Work item => Please find the lines in the entries below that contain the word "Authorizer", and copy each one.

(Collected data entries)

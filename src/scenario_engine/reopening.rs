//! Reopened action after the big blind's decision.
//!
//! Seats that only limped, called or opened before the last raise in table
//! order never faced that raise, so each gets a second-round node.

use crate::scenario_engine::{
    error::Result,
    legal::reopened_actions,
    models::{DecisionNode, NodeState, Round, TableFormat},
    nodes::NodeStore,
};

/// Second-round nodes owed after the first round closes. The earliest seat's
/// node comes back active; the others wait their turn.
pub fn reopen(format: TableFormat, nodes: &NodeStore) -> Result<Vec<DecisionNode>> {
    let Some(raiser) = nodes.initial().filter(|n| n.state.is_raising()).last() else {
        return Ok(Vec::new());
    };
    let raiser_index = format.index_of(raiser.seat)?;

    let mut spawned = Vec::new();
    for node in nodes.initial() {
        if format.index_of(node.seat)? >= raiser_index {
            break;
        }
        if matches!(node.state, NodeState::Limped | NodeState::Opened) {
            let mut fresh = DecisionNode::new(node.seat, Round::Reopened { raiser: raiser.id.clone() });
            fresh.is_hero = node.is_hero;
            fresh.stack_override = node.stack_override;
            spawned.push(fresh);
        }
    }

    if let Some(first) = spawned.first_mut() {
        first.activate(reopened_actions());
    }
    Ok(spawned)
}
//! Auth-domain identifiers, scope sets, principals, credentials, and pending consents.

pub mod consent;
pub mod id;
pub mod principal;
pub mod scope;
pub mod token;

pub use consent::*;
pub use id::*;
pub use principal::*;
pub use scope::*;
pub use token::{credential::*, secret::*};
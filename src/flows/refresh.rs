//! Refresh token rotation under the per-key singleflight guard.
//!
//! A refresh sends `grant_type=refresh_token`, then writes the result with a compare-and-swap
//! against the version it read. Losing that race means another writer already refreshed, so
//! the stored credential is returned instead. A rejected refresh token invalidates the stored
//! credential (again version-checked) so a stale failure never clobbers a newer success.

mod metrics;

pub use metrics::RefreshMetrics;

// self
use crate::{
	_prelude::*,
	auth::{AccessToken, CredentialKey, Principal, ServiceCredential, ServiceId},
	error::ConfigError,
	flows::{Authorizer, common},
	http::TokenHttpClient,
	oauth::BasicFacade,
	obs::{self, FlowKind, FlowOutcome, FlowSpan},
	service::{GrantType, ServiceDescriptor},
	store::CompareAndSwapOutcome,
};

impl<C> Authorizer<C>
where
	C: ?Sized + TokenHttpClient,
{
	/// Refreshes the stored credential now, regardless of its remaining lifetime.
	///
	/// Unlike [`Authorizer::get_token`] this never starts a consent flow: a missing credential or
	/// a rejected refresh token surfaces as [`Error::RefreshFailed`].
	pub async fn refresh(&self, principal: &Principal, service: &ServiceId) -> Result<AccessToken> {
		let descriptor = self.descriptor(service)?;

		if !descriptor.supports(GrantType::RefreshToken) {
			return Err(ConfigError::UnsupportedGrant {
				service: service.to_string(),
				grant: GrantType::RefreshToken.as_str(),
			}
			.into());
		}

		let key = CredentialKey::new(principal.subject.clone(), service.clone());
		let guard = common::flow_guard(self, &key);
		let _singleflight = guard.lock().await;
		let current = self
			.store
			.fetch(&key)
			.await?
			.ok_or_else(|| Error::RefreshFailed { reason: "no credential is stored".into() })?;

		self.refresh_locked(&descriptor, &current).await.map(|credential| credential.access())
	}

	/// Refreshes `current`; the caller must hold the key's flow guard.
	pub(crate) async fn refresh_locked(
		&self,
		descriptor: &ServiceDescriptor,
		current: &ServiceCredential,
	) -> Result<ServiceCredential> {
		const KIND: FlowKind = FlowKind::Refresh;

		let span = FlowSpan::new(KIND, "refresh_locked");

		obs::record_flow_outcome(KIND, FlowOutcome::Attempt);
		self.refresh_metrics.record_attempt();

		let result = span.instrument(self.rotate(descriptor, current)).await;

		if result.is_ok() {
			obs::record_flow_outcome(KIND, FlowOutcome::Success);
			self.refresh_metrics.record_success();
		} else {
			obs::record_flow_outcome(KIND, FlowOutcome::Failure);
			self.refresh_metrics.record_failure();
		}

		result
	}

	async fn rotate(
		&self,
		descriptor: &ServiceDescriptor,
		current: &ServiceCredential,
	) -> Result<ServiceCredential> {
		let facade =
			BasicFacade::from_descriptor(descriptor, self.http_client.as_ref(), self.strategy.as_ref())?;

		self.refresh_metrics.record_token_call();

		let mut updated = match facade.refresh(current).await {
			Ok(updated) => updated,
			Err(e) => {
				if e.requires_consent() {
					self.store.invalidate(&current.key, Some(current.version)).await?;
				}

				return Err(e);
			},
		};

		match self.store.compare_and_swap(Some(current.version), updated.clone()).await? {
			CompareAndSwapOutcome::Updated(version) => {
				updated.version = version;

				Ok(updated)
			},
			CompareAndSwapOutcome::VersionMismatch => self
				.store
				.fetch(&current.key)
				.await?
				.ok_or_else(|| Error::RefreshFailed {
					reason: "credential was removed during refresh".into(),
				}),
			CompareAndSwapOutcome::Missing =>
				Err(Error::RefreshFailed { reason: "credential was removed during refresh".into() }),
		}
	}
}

Response for this exercise =>
	flows::{Authorizer, common},
impl<C> Authorizer<C>
	/// Unlike [`Authorizer::get_token`] this never starts a consent flow: a missing credential or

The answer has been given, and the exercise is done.